## TASK DIRECTIONS
Search the records for "ready" and copy each line that holds it.
+++
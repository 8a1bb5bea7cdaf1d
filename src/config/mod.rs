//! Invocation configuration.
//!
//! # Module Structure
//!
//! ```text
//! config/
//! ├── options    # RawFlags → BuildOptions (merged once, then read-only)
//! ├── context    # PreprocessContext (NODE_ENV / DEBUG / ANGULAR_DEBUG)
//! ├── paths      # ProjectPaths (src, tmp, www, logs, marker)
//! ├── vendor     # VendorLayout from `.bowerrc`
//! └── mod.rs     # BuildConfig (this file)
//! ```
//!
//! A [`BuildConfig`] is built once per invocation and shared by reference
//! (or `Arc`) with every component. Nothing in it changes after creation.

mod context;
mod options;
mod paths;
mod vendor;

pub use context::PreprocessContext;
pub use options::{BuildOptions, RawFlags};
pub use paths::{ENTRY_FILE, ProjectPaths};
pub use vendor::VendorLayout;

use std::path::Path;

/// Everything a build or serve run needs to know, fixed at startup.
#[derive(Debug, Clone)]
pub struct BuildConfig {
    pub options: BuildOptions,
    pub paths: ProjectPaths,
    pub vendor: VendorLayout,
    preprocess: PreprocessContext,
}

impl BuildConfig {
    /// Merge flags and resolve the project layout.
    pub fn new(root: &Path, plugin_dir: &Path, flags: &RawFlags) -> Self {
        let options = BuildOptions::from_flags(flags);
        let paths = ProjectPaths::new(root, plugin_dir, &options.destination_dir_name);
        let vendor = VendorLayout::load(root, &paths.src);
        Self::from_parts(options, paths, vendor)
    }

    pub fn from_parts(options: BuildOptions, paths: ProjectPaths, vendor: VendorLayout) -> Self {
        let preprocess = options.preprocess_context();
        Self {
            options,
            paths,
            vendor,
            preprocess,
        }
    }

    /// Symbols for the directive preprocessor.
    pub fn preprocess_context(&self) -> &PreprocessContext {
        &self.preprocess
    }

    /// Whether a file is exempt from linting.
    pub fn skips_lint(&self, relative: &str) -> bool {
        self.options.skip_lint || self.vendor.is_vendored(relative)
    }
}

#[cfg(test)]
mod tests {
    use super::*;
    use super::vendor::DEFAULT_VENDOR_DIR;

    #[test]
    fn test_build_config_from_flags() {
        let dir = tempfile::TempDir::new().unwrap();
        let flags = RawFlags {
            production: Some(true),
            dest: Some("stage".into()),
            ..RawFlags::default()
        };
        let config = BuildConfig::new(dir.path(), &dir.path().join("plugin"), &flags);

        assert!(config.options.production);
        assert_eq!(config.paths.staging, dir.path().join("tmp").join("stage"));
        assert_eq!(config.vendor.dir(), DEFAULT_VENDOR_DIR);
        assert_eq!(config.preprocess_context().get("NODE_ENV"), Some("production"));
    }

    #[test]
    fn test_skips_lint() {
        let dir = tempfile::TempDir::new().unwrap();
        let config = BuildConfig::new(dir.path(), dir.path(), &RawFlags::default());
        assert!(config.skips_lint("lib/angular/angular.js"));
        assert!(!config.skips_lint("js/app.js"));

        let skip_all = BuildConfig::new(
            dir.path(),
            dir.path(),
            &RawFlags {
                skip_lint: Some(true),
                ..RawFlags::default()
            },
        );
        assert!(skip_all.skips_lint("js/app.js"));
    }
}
+++
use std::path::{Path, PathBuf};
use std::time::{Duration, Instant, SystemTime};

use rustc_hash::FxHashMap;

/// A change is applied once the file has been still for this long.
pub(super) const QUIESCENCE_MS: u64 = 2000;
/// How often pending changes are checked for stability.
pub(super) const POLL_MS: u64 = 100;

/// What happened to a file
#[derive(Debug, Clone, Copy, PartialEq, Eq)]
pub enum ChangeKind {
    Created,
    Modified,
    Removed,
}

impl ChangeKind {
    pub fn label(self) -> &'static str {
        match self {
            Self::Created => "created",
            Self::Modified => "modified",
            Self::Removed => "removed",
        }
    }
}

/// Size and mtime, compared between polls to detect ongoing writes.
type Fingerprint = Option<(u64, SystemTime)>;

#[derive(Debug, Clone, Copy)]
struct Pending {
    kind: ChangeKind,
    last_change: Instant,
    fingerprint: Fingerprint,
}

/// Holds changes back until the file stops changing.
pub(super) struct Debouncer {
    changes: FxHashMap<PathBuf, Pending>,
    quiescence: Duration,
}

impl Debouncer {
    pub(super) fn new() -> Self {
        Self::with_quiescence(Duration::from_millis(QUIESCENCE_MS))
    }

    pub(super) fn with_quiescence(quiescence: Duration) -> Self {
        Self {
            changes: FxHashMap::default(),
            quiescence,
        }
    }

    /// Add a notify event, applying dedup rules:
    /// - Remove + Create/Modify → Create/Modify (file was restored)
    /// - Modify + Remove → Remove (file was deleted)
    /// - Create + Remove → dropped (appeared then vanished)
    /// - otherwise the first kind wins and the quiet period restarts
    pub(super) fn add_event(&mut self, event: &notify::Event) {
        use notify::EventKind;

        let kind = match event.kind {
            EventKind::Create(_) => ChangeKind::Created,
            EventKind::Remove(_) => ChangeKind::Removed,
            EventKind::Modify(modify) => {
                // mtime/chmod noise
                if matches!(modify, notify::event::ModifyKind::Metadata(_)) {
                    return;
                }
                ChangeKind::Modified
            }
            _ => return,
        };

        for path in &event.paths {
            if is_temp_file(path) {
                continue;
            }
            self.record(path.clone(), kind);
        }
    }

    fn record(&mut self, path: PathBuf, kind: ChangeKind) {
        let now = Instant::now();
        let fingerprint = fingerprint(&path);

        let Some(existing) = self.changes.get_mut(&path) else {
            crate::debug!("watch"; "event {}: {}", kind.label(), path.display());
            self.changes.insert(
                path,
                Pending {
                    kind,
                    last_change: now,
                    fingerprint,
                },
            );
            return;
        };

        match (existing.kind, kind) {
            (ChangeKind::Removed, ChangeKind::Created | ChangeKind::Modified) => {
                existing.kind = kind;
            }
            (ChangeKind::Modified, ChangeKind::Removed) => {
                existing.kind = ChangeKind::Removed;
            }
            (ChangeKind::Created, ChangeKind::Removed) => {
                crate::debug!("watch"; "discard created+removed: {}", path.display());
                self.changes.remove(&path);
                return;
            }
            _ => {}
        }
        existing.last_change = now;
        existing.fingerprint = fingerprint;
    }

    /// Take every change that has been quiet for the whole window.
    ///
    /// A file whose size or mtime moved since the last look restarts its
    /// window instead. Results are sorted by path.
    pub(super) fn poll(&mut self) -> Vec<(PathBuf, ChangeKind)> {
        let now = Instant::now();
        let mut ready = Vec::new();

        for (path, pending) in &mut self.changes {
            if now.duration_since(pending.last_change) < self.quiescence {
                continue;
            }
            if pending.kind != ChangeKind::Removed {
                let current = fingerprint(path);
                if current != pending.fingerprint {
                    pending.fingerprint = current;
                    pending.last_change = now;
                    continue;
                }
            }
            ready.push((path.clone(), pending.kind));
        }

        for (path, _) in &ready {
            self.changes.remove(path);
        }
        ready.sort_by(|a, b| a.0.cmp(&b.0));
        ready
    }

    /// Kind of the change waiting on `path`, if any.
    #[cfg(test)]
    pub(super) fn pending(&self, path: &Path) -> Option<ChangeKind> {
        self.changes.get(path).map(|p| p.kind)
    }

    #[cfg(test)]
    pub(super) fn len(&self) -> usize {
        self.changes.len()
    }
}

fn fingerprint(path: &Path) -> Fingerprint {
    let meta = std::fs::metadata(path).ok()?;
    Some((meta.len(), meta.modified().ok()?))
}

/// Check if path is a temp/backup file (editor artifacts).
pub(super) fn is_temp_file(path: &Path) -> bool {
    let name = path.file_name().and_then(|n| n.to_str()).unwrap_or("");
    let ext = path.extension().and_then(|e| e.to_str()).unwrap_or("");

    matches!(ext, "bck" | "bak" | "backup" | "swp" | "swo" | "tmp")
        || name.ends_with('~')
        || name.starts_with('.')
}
+++
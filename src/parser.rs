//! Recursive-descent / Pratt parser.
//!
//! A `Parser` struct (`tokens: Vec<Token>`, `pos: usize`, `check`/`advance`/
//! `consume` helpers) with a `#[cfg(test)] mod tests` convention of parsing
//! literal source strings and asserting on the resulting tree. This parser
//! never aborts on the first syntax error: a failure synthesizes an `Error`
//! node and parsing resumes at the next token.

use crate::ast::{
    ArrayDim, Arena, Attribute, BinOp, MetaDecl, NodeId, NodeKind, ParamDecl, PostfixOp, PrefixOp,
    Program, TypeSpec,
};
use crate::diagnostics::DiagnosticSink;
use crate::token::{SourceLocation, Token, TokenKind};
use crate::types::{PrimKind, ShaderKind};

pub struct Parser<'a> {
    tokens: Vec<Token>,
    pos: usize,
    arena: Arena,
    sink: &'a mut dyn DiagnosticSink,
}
+++
## TASK ANSWER
        let mut ready = Vec::new();
            ready.push((path.clone(), pending.kind));
        for (path, _) in &ready {
        ready.sort_by(|a, b| a.0.cmp(&b.0));
        ready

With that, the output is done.